Dr. Colarco from the NASA Goddard Space Flight Center and Dr. Raga from the Atmospheric Sciences Center of the National Autonomous University of Mexico examine the science happening around the Sahara Dust Storm. They will take a deep dive into the NASA technology we have to track the aerosols, the benefits of the International Cooperative for Aerosol Prediction (ICAP) multi-model approach to global aerosol forecasting, and the results of research examining its air quality and mix-phased cloud formation impacts on the Yucatan Peninsula.
Speakers:
Dr. Peter Colarco is a research physical scientist in the Atmospheric Chemistry and Dynamics Laboratory at the NASA Goddard Space Flight Center. He leads research on the distributions and properties of atmospheric aerosols, and their impacts on Earth’s weather and climate system. His main research tools are global atmospheric circulation models and remote sensing observations. Dr. Colarco implemented and coupled the aerosol module currently used for near-real time forecasting and climate simulation in the NASA GEOS-5 Earth system model. He participates in numerous studies to validate Earth system model representations of aerosols, including developing detailed simulators of remote sensing observations, most recently for the CALIOP and OMI space-based sensors. He is also developing new representations for stratospheric aerosols in GEOS-5. Dr. Colarco has been a PI of a number of NASA funded research efforts and has authored or co-authored more than 50 peer-reviewed papers. He has supported a number of NASA airborne field campaigns as a forecaster and flight planner. Dr. Colarco is additionally a co-chair of the International Cooperative for Aerosol Prediction (ICAP), a grassroots effort to coordinate the activities of global aerosol forecasting centers, model developers, and data providers.
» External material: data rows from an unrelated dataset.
//! Epoll-based connection multiplexer.
//!
//! Mirrors `run_event_loop`/`handle_new_connection` in the reference
//! `wlblurd/src/main.c`: one `epoll` instance, the listening socket and
//! every accepted client registered for `EPOLLIN`, a 1000ms wait timeout so
//! the loop can periodically poll [`crate::reload::pending`], and
//! `EINTR` tolerated as a transient wakeup rather than an error.

use std::os::fd::{AsRawFd, OwnedFd, RawFd};
use std::os::unix::net::{UnixListener, UnixStream};
use std::path::PathBuf;

use bytemuck::Zeroable;
use nix::errno::Errno;
use nix::sys::epoll::{Epoll, EpollCreateFlags, EpollEvent, EpollFlags};

use wlblur_gpu::BlurEngine;
use wlblur_protocol::WireRequest;

use crate::client::ClientTable;
use crate::dispatch::Dispatcher;
use crate::node::NodeRegistry;

const MAX_EVENTS: usize = 32;
const WAIT_TIMEOUT_MS: u16 = 1000;
/// Hard cap on concurrently accepted clients; beyond it, `accept_connection`
/// refuses the new connection by dropping it immediately.
const MAX_CONNECTIONS: usize = 64;

/// Owns every piece of mutable daemon state the event loop touches across
/// iterations.
pub struct Server {
    listener: UnixListener,
    epoll: Epoll,
    connections: std::collections::HashMap<RawFd, UnixStream>,
    pub clients: ClientTable,
    pub nodes: NodeRegistry,
    config_path: Option<PathBuf>,
}

impl Server {
    pub fn bind(
        listener: UnixListener,
        max_nodes_per_client: u32,
        config_path: Option<PathBuf>,
    ) -> nix::Result<Self> {
        let epoll = Epoll::new(EpollCreateFlags::empty())?;
        epoll.add(
            &listener,
            EpollEvent::new(EpollFlags::EPOLLIN, listener.as_raw_fd() as u64),
        )?;
        Ok(Server {
            listener,
            epoll,
            connections: std::collections::HashMap::new(),
            clients: ClientTable::new(),
            nodes: NodeRegistry::new(max_nodes_per_client),
            config_path,
        })
    }

    /// Reloads configuration if [`crate::reload::pending`] was set since
    /// the last check (by the `SIGUSR1` handler), applying whatever of it
    /// the running daemon can hot-swap (currently: the per-client node
    /// quota). On load or validation failure the previous configuration —
    /// and thus the previous quota — is left untouched.
    fn poll_reload(&mut self) {
        if !crate::reload::pending() {
            return;
        }
        if let Some(new_config) = crate::reload::handle_config_reload(self.config_path.as_deref())
        {
            self.nodes.set_max_nodes_per_client(new_config.max_nodes_per_client);
        }
    }

    fn accept_connection(&mut self) {
        let (stream, _) = match self.listener.accept() {
            Ok(pair) => pair,
            Err(e) => {
                log::warn!("accept failed: {e}");
                return;
            }
        };

        if self.clients.len() >= MAX_CONNECTIONS {
            log::warn!(
                "rejecting connection: at capacity ({MAX_CONNECTIONS} concurrent clients)"
            );
            drop(stream);
            return;
        }

        let fd = stream.as_raw_fd();
        log::info!("new client connected: fd={fd}");

        if let Err(e) = self
            .epoll
            .add(&stream, EpollEvent::new(EpollFlags::EPOLLIN, fd as u64))
        {
            log::warn!("epoll_ctl(ADD) failed for fd={fd}: {e}");
            return;
        }

        self.clients.register(fd);
        self.connections.insert(fd, stream);
    }

    fn disconnect(&mut self, fd: RawFd) {
        log::info!("client fd={fd} disconnected");
        if let Some(stream) = self.connections.remove(&fd) {
            let _ = self.epoll.delete(&stream);
        }
        if let Some(client_id) = self.clients.unregister(fd) {
            let removed = self.nodes.destroy_client_nodes(client_id);
            if removed > 0 {
                log::info!("released {removed} node(s) owned by client {client_id}");
            }
        }
    }

    fn service_client(&mut self, fd: RawFd, engine: &mut BlurEngine) {
        let mut buf = vec![0u8; std::mem::size_of::<WireRequest>()];
        let raw_fd = match self.connections.get(&fd) {
            Some(stream) => stream.as_raw_fd(),
            None => return,
        };

        let (n, input_fd) = match wlblur_protocol::recv_with_fd(raw_fd, &mut buf) {
            Ok(pair) => pair,
            Err(e) => {
                log::warn!("recv_with_fd failed for fd={fd}: {e}");
                self.disconnect(fd);
                return;
            }
        };

        if n == 0 {
            self.disconnect(fd);
            return;
        }
        if n != buf.len() {
            log::warn!("invalid request size from fd={fd}: {n} (expected {})", buf.len());
            return;
        }

        let req: WireRequest = *bytemuck::from_bytes(&buf);

        let mut dispatcher = Dispatcher {
            nodes: &mut self.nodes,
            clients: &self.clients,
            engine,
        };
        let result = dispatcher.handle(fd, &req, input_fd);

        let response_bytes = bytemuck::bytes_of(&result.response);
        let output_raw: Option<RawFd> = result.output_fd.as_ref().map(AsRawFd::as_raw_fd);
        if let Err(e) = wlblur_protocol::send_with_fd(raw_fd, response_bytes, output_raw) {
            log::warn!("send_with_fd failed for fd={fd}: {e}");
        }
        drop(result.output_fd);
    }

    /// Runs the event loop until `running` is cleared (e.g. by a SIGTERM/
    /// SIGINT handler) or an unrecoverable `epoll_wait` error occurs.
    pub fn run(
        &mut self,
        engine: &mut BlurEngine,
        running: &std::sync::atomic::AtomicBool,
    ) -> nix::Result<()> {
        let mut events = [EpollEvent::empty(); MAX_EVENTS];
        log::info!("event loop started");

        while running.load(std::sync::atomic::Ordering::SeqCst) {
            let n = match self.epoll.wait(&mut events, WAIT_TIMEOUT_MS) {
                Ok(n) => n,
                Err(Errno::EINTR) => continue,
                Err(e) => {
                    log::error!("epoll_wait failed: {e}");
                    return Err(e);
                }
            };

            let server_fd = self.listener.as_raw_fd();
            for event in &events[..n] {
                let fd = event.data() as RawFd;
                if fd == server_fd {
                    self.accept_connection();
                    continue;
                }

                let flags = event.events();
                if flags.contains(EpollFlags::EPOLLERR) || flags.contains(EpollFlags::EPOLLHUP) {
                    self.disconnect(fd);
                } else if flags.contains(EpollFlags::EPOLLIN) {
                    self.service_client(fd, engine);
                }
            }

            self.poll_reload();
        }

        log::info!("event loop stopped");
        Ok(())
    }
}

#[allow(dead_code)]
fn zeroed_request() -> WireRequest {
    WireRequest::zeroed()
}

#[cfg(test)]
mod tests {
    use super::*;

    #[test]
    fn request_buffer_size_matches_wire_request() {
        assert_eq!(std::mem::size_of::<WireRequest>() % 4, 0);
        let req = zeroed_request();
        let op = req.op;
        assert_eq!(op, 0);
    }

    #[test]
    fn accept_refuses_connections_past_the_concurrency_cap() {
        let dir = std::env::temp_dir().join(format!("wlblurd-test-{}", std::process::id()));
        std::fs::create_dir_all(&dir).unwrap();
        let path = dir.join("cap.sock");
        let _ = std::fs::remove_file(&path);
        let listener = UnixListener::bind(&path).unwrap();
        let mut server = Server::bind(listener, 100, None).unwrap();

        // Hold every client connection open so the server's side never sees
        // a hangup while we exercise the cap.
        let mut peers = Vec::new();
        for _ in 0..MAX_CONNECTIONS + 5 {
            peers.push(UnixStream::connect(&path).unwrap());
            server.accept_connection();
        }

        assert_eq!(server.clients.len(), MAX_CONNECTIONS);
        let _ = std::fs::remove_file(&path);
    }
}
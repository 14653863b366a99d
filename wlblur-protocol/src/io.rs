//! SCM_RIGHTS ancillary-data helpers for passing one file descriptor
//! alongside a fixed-size message on a Unix stream socket.
//!
//! Mirrors `recv_with_fd`/`send_with_fd` in the reference
//! `wlblurd/src/ipc_protocol.c`, built on `nix` rather than raw libc calls —
//! the idiomatic substitute the corpus reaches for when a crate covers a
//! concern the teacher's own code doesn't touch directly.

use std::os::fd::{FromRawFd, OwnedFd, RawFd};

use nix::errno::Errno;
use nix::sys::socket::{recvmsg, sendmsg, ControlMessage, ControlMessageOwned, MsgFlags};
use nix::sys::uio::IoSlice;

/// Receives exactly `buf.len()` bytes into `buf`, along with at most one
/// passed file descriptor.
///
/// Returns the number of bytes actually read (may be less than `buf.len()`
/// on a short read or EOF) and the received descriptor, if any.
pub fn recv_with_fd(sock: RawFd, buf: &mut [u8]) -> Result<(usize, Option<OwnedFd>), Errno> {
    let mut iov = [std::io::IoSliceMut::new(buf)];
    let mut cmsg_space = nix::cmsg_space!(RawFd);

    let msg = recvmsg::<()>(sock, &mut iov, Some(&mut cmsg_space), MsgFlags::empty())?;

    let mut received_fd: Option<OwnedFd> = None;
    for cmsg in msg.cmsgs()? {
        if let ControlMessageOwned::ScmRights(fds) = cmsg {
            if let Some(&raw) = fds.first() {
                // SAFETY: the kernel just handed us ownership of this descriptor.
                received_fd = Some(unsafe { OwnedFd::from_raw_fd(raw) });
            }
            for extra in fds.iter().skip(1) {
                log::warn!("recv_with_fd: dropping unexpected extra fd {extra}");
                let _ = nix::unistd::close(*extra);
            }
        }
    }

    Ok((msg.bytes, received_fd))
}

/// Sends `buf` in full, optionally attaching `fd` as ancillary `SCM_RIGHTS`
/// data.
pub fn send_with_fd(sock: RawFd, buf: &[u8], fd: Option<RawFd>) -> Result<usize, Errno> {
    let iov = [IoSlice::new(buf)];
    match fd {
        Some(fd) => {
            let fds = [fd];
            let cmsg = [ControlMessage::ScmRights(&fds)];
            sendmsg::<()>(sock, &iov, &cmsg, MsgFlags::empty(), None)
        }
        None => sendmsg::<()>(sock, &iov, &[], MsgFlags::empty(), None),
    }
}

#[cfg(test)]
mod tests {
    use super::*;
    use nix::sys::socket::{socketpair, AddressFamily, SockFlag, SockType};
    use nix::unistd::pipe;
    use std::os::fd::AsRawFd;

    #[test]
    fn message_without_fd_roundtrips() {
        let (a, b) = socketpair(
            AddressFamily::Unix,
            SockType::Stream,
            None,
            SockFlag::empty(),
        )
        .unwrap();

        let payload = b"hello wlblur";
        send_with_fd(a.as_raw_fd(), payload, None).unwrap();

        let mut buf = [0u8; 32];
        let (n, fd) = recv_with_fd(b.as_raw_fd(), &mut buf).unwrap();
        assert_eq!(&buf[..n], payload);
        assert!(fd.is_none());
    }

    #[test]
    fn message_with_fd_carries_a_working_descriptor() {
        let (a, b) = socketpair(
            AddressFamily::Unix,
            SockType::Stream,
            None,
            SockFlag::empty(),
        )
        .unwrap();

        let (read_end, write_end) = pipe().unwrap();
        let payload = b"fd inbound";
        send_with_fd(a.as_raw_fd(), payload, Some(read_end.as_raw_fd())).unwrap();
        // The sender keeps its own copy of read_end; it closes when dropped.
        drop(read_end);

        let mut buf = [0u8; 32];
        let (n, fd) = recv_with_fd(b.as_raw_fd(), &mut buf).unwrap();
        assert_eq!(&buf[..n], payload);
        assert!(fd.is_some());
        drop(fd);
        drop(write_end);
    }
}
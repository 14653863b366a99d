//! Error taxonomy for the blur engine.
//!
//! Variants mirror `enum wlblur_status` in the reference
//! `wlblurd/include/protocol.h`, expressed as a `thiserror` enum instead of
//! the C taxonomy's sentinel-return-plus-global-errno pattern.

use std::cell::Cell;

/// Failure modes the blur engine can report. Each maps to exactly one wire
/// status code via [`Error::status`].
#[derive(Debug, thiserror::Error, Clone)]
pub enum Error {
    #[error("blur node {0} not found")]
    InvalidNode(u32),

    #[error("invalid blur parameters: {0}")]
    InvalidParams(String),

    #[error("DMA-BUF import failed: {0}")]
    DmabufImportFailed(String),

    #[error("DMA-BUF export failed: {0}")]
    DmabufExportFailed(String),

    #[error("render failed: {0}")]
    RenderFailed(String),

    #[error("out of memory: {0}")]
    OutOfMemory(String),
}

impl Error {
    /// The wire status code this error corresponds to.
    pub fn status(&self) -> wlblur_protocol::Status {
        use wlblur_protocol::Status;
        match self {
            Error::InvalidNode(_) => Status::InvalidNode,
            Error::InvalidParams(_) => Status::InvalidParams,
            Error::DmabufImportFailed(_) => Status::DmabufImportFailed,
            Error::DmabufExportFailed(_) => Status::DmabufExportFailed,
            Error::RenderFailed(_) => Status::RenderFailed,
            Error::OutOfMemory(_) => Status::OutOfMemory,
        }
    }
}

thread_local! {
    /// Last error observed by this thread's engine calls, mirroring the
    /// reference's process-wide last-error slot (`wlblur_get_last_error`).
    /// The daemon is single-threaded in practice; this is a `thread_local`
    /// rather than a global `static` so the type signature documents the
    /// constraint instead of silently assuming it.
    static LAST_ERROR: Cell<Option<Error>> = const { Cell::new(None) };
}

/// Records `err` as the last error observed on this thread, then returns it
/// unchanged — call as `return Err(set_last_error(e));` at a fallible
/// boundary.
pub fn set_last_error(err: Error) -> Error {
    LAST_ERROR.with(|cell| cell.set(Some(err.clone())));
    err
}

/// Returns (and clears) the last recorded error, if any.
pub fn take_last_error() -> Option<Error> {
    LAST_ERROR.with(|cell| cell.take())
}

pub type Result<T> = std::result::Result<T, Error>;
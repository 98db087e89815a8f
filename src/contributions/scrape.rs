use crate::error::{GhbarError, Result};
use crate::fetch::{ContentRequest, Fetcher};
use crate::model::ContributionRecord;
use regex::Regex;
use std::sync::OnceLock;

fn day_count_pattern() -> &'static Regex {
    static PATTERN: OnceLock<Regex> = OnceLock::new();
    PATTERN.get_or_init(|| Regex::new(r#"data-count="(\d+)""#).expect("static regex"))
}

pub fn contributions_url(base_url: &str, username: &str, date: &str) -> String {
    format!("{base_url}/users/{username}/contributions?to={date}")
}

/// Sum of every `data-count="N"` marker. A page without markers counts as zero.
pub fn count_contributions(body: &str) -> Result<u64> {
    let mut total = 0u64;
    let mut markers = 0usize;
    for caps in day_count_pattern().captures_iter(body) {
        let digits = &caps[1];
        let count: u64 = digits
            .parse()
            .map_err(|e| GhbarError::Parse(format!("Bad day count '{digits}': {e}")))?;
        total = total
            .checked_add(count)
            .ok_or_else(|| GhbarError::Parse("Contribution total overflows".to_string()))?;
        markers += 1;
    }
    if markers == 0 {
        log::debug!("No day-count markers found, counting zero contributions");
    }
    Ok(total)
}

pub fn fetch_user_total(
    fetcher: &Fetcher,
    base_url: &str,
    username: &str,
    date: &str,
) -> Result<ContributionRecord> {
    let url = contributions_url(base_url, username, date);
    let content = fetcher.get(ContentRequest::with_meta(url, username))?;
    let total = count_contributions(&content.body)?;
    Ok(ContributionRecord::new(content.meta, total))
}
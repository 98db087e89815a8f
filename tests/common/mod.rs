#![allow(dead_code)]

use std::io::{Read, Write};
use std::net::{TcpListener, TcpStream};
use std::sync::{Arc, Mutex};
use std::thread;
use std::time::Duration;

#[derive(Clone)]
pub struct Canned {
    pub status: u16,
    pub headers: Vec<(String, String)>,
    pub body: String,
    pub delay: Option<Duration>,
}

impl Canned {
    pub fn ok(body: &str) -> Self {
        Self {
            status: 200,
            headers: Vec::new(),
            body: body.to_string(),
            delay: None,
        }
    }

    pub fn status(status: u16, body: &str) -> Self {
        Self {
            status,
            ..Self::ok(body)
        }
    }

    pub fn header(mut self, name: &str, value: &str) -> Self {
        self.headers.push((name.to_string(), value.to_string()));
        self
    }

    pub fn delayed(mut self, delay: Duration) -> Self {
        self.delay = Some(delay);
        self
    }
}

#[derive(Debug, Clone)]
pub struct RecordedRequest {
    pub method: String,
    pub path: String,
    pub headers: Vec<(String, String)>,
}

impl RecordedRequest {
    pub fn header(&self, name: &str) -> Option<&str> {
        self.headers
            .iter()
            .find(|(n, _)| n.eq_ignore_ascii_case(name))
            .map(|(_, v)| v.as_str())
    }
}

/// One-request-per-connection HTTP/1.1 server on 127.0.0.1. Routes match on
/// path prefix; anything else gets a 404.
pub struct TestServer {
    pub base_url: String,
    requests: Arc<Mutex<Vec<RecordedRequest>>>,
}

impl TestServer {
    pub fn start(routes: Vec<(&str, Canned)>) -> Self {
        let listener = TcpListener::bind("127.0.0.1:0").unwrap();
        let base_url = format!("http://{}", listener.local_addr().unwrap());
        let routes: Vec<(String, Canned)> = routes
            .into_iter()
            .map(|(p, c)| (p.to_string(), c))
            .collect();
        let requests = Arc::new(Mutex::new(Vec::new()));
        let seen = Arc::clone(&requests);

        thread::spawn(move || {
            for stream in listener.incoming() {
                let Ok(stream) = stream else { continue };
                let routes = routes.clone();
                let seen = Arc::clone(&seen);
                thread::spawn(move || handle(stream, &routes, &seen));
            }
        });

        Self { base_url, requests }
    }

    pub fn url(&self, path: &str) -> String {
        format!("{}{}", self.base_url, path)
    }

    pub fn requests(&self) -> Vec<RecordedRequest> {
        self.requests.lock().unwrap().clone()
    }
}

/// A local address nothing listens on.
pub fn closed_port_url() -> String {
    let listener = TcpListener::bind("127.0.0.1:0").unwrap();
    let addr = listener.local_addr().unwrap();
    drop(listener);
    format!("http://{addr}/")
}

fn handle(mut stream: TcpStream, routes: &[(String, Canned)], seen: &Mutex<Vec<RecordedRequest>>) {
    let Some(request) = read_request(&mut stream) else {
        return;
    };
    let canned = routes
        .iter()
        .find(|(prefix, _)| request.path.starts_with(prefix.as_str()))
        .map(|(_, c)| c.clone())
        .unwrap_or_else(|| Canned::status(404, "not found"));
    seen.lock().unwrap().push(request);

    if let Some(delay) = canned.delay {
        thread::sleep(delay);
    }

    let mut response = format!(
        "HTTP/1.1 {} Canned\r\nContent-Length: {}\r\nConnection: close\r\n",
        canned.status,
        canned.body.len()
    );
    for (name, value) in &canned.headers {
        response.push_str(&format!("{name}: {value}\r\n"));
    }
    response.push_str("\r\n");
    response.push_str(&canned.body);
    let _ = stream.write_all(response.as_bytes());
    let _ = stream.flush();
}

fn read_request(stream: &mut TcpStream) -> Option<RecordedRequest> {
    let mut buf = Vec::with_capacity(1024);
    let mut byte = [0u8; 1];
    while !buf.ends_with(b"\r\n\r\n") {
        match stream.read(&mut byte) {
            Ok(0) | Err(_) => return None,
            Ok(_) => buf.push(byte[0]),
        }
    }

    let mut headers = [httparse::EMPTY_HEADER; 64];
    let mut req = httparse::Request::new(&mut headers);
    match req.parse(&buf) {
        Ok(httparse::Status::Complete(_)) => {}
        _ => return None,
    }

    Some(RecordedRequest {
        method: req.method.unwrap_or("").to_string(),
        path: req.path.unwrap_or("/").to_string(),
        headers: req
            .headers
            .iter()
            .map(|h| (h.name.to_string(), String::from_utf8_lossy(h.value).to_string()))
            .collect(),
    })
}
Dr. Graciela B. Raga obtained an undergraduate degree in Meteorology at the University of Buenos Aires, Argentina (June 1983) and a PhD. in Atmospheric Sciences at the University of Washington in Seattle, USA. (February 1989). After working in Toronto, Canada and in Manchester, UK, she joined the Center for Atmospheric Sciences at UNAM in 1995. She is currently Senior Scientist and Head of the Micro-Mesoscale Interactions research group, composed of 3 young scientists and about 10 graduate- and undergraduate-level students. As a professor at UNAM she has taught a number of courses over the years and has supervised the work of 4 undergraduates, 10 Master level and 7 PhD students, as well as 8 postdoctoral scientists.
Her main research lines include topics in Air pollution, Aerosol microphysics, Black carbon, Cloud microphysics, dynamics, chemistry and electrification, Mesoscale meteorology and tropical cyclones, Aerosol-cloud-climate interactions, Short-lived climate pollutants/forcers. She has more than 90 peer-reviewed publications (ORCID: 0000-0002-4295-4991).